For many people, the definition of art is a matter of taste. While some like to focus on the formal elements of a piece, others are more interested in whether it makes them feel something or connect with it. This has led to a wide gap between those who define art in traditional ways, having to do with order, harmony and representation, and those who prefer originality and experimentation, seeking meaning beyond the aesthetic experience.

Traditionally, artists have been regarded as experts in the nuances of their chosen medium and of human nature. However, the philosophies that underlie these views are sometimes obscure or unproven. A more revealing approach is to consider the nature of art as a means of grasping the world – not just the physical world, which is what science attempts to do; but the whole world of human society and spiritual experience.
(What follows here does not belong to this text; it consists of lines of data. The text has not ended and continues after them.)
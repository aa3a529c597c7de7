use std::collections::BTreeMap;

use chrono::{DateTime, Utc};
use obra_media::PersistedMedia;
use serde::{Deserialize, Serialize};
use serde_json::Value;

#[derive(Debug, Clone, Copy, PartialEq, Eq, Hash, Serialize, Deserialize)]
#[serde(rename_all = "snake_case")]
pub enum ProjectStatus {
    EnProceso,
    Entregado,
}

impl ProjectStatus {
    pub fn as_str(&self) -> &'static str {
        match self {
            ProjectStatus::EnProceso => "en_proceso",
            ProjectStatus::Entregado => "entregado",
        }
    }

    pub fn label(&self) -> &'static str {
        match self {
            ProjectStatus::EnProceso => "En proceso",
            ProjectStatus::Entregado => "Entregado",
        }
    }
}

impl std::str::FromStr for ProjectStatus {
    type Err = String;

    fn from_str(s: &str) -> Result<Self, Self::Err> {
        match s {
            "en_proceso" => Ok(ProjectStatus::EnProceso),
            "entregado" => Ok(ProjectStatus::Entregado),
            other => Err(format!("unknown project status '{other}'")),
        }
    }
}

#[derive(Debug, Clone, PartialEq, Eq, Serialize, Deserialize)]
pub struct ProjectImage {
    pub id: u64,
    pub image: String,
}

#[derive(Debug, Clone, PartialEq, Eq, Serialize, Deserialize)]
pub struct ProjectVideo {
    pub id: u64,
    pub video: String,
}

impl From<&ProjectImage> for PersistedMedia {
    fn from(image: &ProjectImage) -> Self {
        PersistedMedia::new(image.id, image.image.clone())
    }
}

impl From<&ProjectVideo> for PersistedMedia {
    fn from(video: &ProjectVideo) -> Self {
        PersistedMedia::new(video.id, video.video.clone())
    }
}

#[derive(Debug, Clone, PartialEq, Serialize, Deserialize)]
pub struct Project {
    pub id: u64,
    pub slug: String,
    pub name: String,
    #[serde(default)]
    pub description: String,
    pub category: u64,
    #[serde(default)]
    pub category_name: Option<String>,
    #[serde(default)]
    pub year: Option<i32>,
    pub location: String,
    #[serde(default)]
    pub service_type: Option<String>,
    #[serde(default)]
    pub levels: Option<String>,
    #[serde(default)]
    pub area: Option<String>,
    pub status: ProjectStatus,
    #[serde(default)]
    pub extra_info: Option<BTreeMap<String, Value>>,
    #[serde(default)]
    pub is_featured: bool,
    #[serde(default)]
    pub images: Vec<ProjectImage>,
    #[serde(default)]
    pub videos: Vec<ProjectVideo>,
    pub created_at: DateTime<Utc>,
    pub updated_at: DateTime<Utc>,
}

impl Project {
    /// Filter values accepted by `projects/`.
    pub fn filters(category: Option<u64>, status: Option<ProjectStatus>, featured: Option<bool>) -> Vec<(&'static str, String)> {
        let mut out = Vec::new();
        if let Some(category) = category {
            out.push(("category", category.to_string()));
        }
        if let Some(status) = status {
            out.push(("status", status.as_str().to_string()));
        }
        if let Some(true) = featured {
            out.push(("is_featured", "true".to_string()));
        }
        out
    }
}
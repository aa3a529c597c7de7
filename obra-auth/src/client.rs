use std::sync::Arc;
use std::time::Duration;

use chrono::Utc;
use obra_core::{ClientEvent, EventHub, ObraError, ObraResult};
use serde_json::json;
use tracing::{debug, info, instrument, warn};

use crate::http::{check, is_unauthorized, join_url, transport_error};
use crate::models::{LoginRequest, User};
use crate::options::AuthOptions;
use crate::session::SessionStore;
use crate::token::{RefreshedToken, TokenPair};

pub const SESSION_EXPIRED_MESSAGE: &str = "Tu sesión ha expirado. Ingresa nuevamente.";

/// Talks to the token endpoints and keeps the `SessionStore` in step.
#[derive(Clone, Debug)]
pub struct AuthClient {
    http: reqwest::Client,
    base_url: String,
    options: AuthOptions,
    session: Arc<SessionStore>,
    events: Arc<EventHub>,
}

impl AuthClient {
    pub fn new(
        base_url: impl Into<String>,
        timeout: Duration,
        options: AuthOptions,
        session: Arc<SessionStore>,
        events: Arc<EventHub>,
    ) -> ObraResult<Self> {
        let http = reqwest::Client::builder()
            .timeout(timeout)
            .build()
            .map_err(|e| transport_error(e).into_anyhow())?;
        Ok(Self::with_client(http, base_url, options, session, events))
    }

    pub fn with_client(
        http: reqwest::Client,
        base_url: impl Into<String>,
        options: AuthOptions,
        session: Arc<SessionStore>,
        events: Arc<EventHub>,
    ) -> Self {
        Self {
            http,
            base_url: base_url.into(),
            options,
            session,
            events,
        }
    }

    pub fn session(&self) -> &Arc<SessionStore> {
        &self.session
    }

    pub fn options(&self) -> &AuthOptions {
        &self.options
    }

    fn url(&self, path: &str) -> String {
        join_url(&self.base_url, path)
    }

    /// Validate credentials locally, exchange them for a token pair, then
    /// load the profile.
    #[instrument(skip_all, fields(email = %request.email))]
    pub async fn login(&self, request: LoginRequest) -> ObraResult<User> {
        obra_form::validate_struct(&request, "Datos de acceso inválidos")?;

        let response = self
            .http
            .post(self.url(&self.options.endpoints.login))
            .json(&request)
            .send()
            .await
            .map_err(|e| transport_error(e).into_anyhow())?;
        let tokens: TokenPair = check(response)
            .await
            .map_err(ObraError::into_anyhow)?
            .json()
            .await
            .map_err(|e| transport_error(e).into_anyhow())?;

        self.session.acquire_on_login(tokens, None).map_err(|e| ObraError::from(e).into_anyhow())?;
        let user = match self.me().await {
            Ok(user) => user,
            Err(e) => {
                warn!(error = %e, "profile fetch failed after login");
                let _ = self.session.clear_on_logout();
                return Err(e);
            }
        };

        info!(user_id = user.id, "logged in");
        self.events.emit(&ClientEvent::LoggedIn {
            email: Some(user.email.clone()),
        });
        Ok(user)
    }

    /// Ask the server whether the current access token is still good.
    #[instrument(skip_all)]
    pub async fn verify(&self) -> ObraResult<bool> {
        let Some(token) = self.session.access_token() else {
            return Ok(false);
        };
        let response = self
            .http
            .post(self.url(&self.options.endpoints.verify))
            .json(&json!({ "token": token }))
            .send()
            .await
            .map_err(|e| transport_error(e).into_anyhow())?;

        if is_unauthorized(response.status()) {
            return Ok(false);
        }
        check(response).await.map_err(ObraError::into_anyhow)?;
        Ok(true)
    }

    /// Trade the refresh token for a new access token. A rejected refresh
    /// ends the session.
    #[instrument(skip_all)]
    pub async fn refresh(&self) -> ObraResult<()> {
        let Some(refresh) = self.session.refresh_token() else {
            return Err(ObraError::not_authenticated("No hay sesión activa").into_anyhow());
        };
        let response = self
            .http
            .post(self.url(&self.options.endpoints.refresh))
            .json(&json!({ "refresh": refresh }))
            .send()
            .await
            .map_err(|e| transport_error(e).into_anyhow())?;

        if is_unauthorized(response.status()) {
            self.expire();
            return Err(ObraError::not_authenticated(SESSION_EXPIRED_MESSAGE).into_anyhow());
        }
        let refreshed: RefreshedToken = check(response)
            .await
            .map_err(ObraError::into_anyhow)?
            .json()
            .await
            .map_err(|e| transport_error(e).into_anyhow())?;
        self.session
            .refresh_on_expiry(refreshed)
            .map_err(|e| ObraError::from(e).into_anyhow())
    }

    /// Refresh first if the access token is about to lapse.
    pub async fn ensure_fresh(&self) -> ObraResult<()> {
        if self.session.needs_refresh(Utc::now()) {
            debug!("access token inside expiry window");
            self.refresh().await?;
        }
        Ok(())
    }

    #[instrument(skip_all)]
    pub async fn me(&self) -> ObraResult<User> {
        let Some(token) = self.session.access_token() else {
            return Err(ObraError::not_authenticated("No hay sesión activa").into_anyhow());
        };
        let response = self
            .http
            .get(self.url(&self.options.endpoints.me))
            .bearer_auth(token)
            .send()
            .await
            .map_err(|e| transport_error(e).into_anyhow())?;

        if is_unauthorized(response.status()) {
            self.expire();
            return Err(ObraError::not_authenticated(SESSION_EXPIRED_MESSAGE).into_anyhow());
        }
        let user: User = check(response)
            .await
            .map_err(ObraError::into_anyhow)?
            .json()
            .await
            .map_err(|e| transport_error(e).into_anyhow())?;
        self.session
            .set_user(user.clone())
            .map_err(|e| ObraError::from(e).into_anyhow())?;
        Ok(user)
    }

    pub fn logout(&self) -> ObraResult<()> {
        self.session
            .clear_on_logout()
            .map_err(|e| ObraError::from(e).into_anyhow())?;
        self.events.emit(&ClientEvent::LoggedOut);
        Ok(())
    }

    /// Forced logout after the server refused the session.
    pub fn expire(&self) {
        if let Err(e) = self.session.clear_on_logout() {
            warn!(error = %e, "could not clear stored session");
        }
        warn!("session expired");
        self.events.emit(&ClientEvent::SessionExpired);
        self.events.notify(obra_core::Notice::error(SESSION_EXPIRED_MESSAGE));
    }
}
At a basic level, art is an expression of the human instinct for balance and harmony (beauty), which is not a motivational function but part of our essence as humans beyond utility. This is what most art, whether we are talking about a classical bust of a monarch or a rock concert that lifts your spirits, is essentially about.

Art drives the development of a culture, supporting and also at times countering the established order by giving voice to subversive messages. It is what links disparate communities and appeals to our common humanity.

As a consequence, it has the power to promote tolerance and respect for differences. In this way, a wide appreciation of the range of the world’s artistic traditions could help us to bridge differences in our perceptions and understandings of each other. This would be a good step towards global peace. In this context, the commercial success of a performance or production becomes an important metric by which great art is judged – but it’s far better to have personal sensibilities about what constitutes great art than to base your opinion solely on a commercial consideration.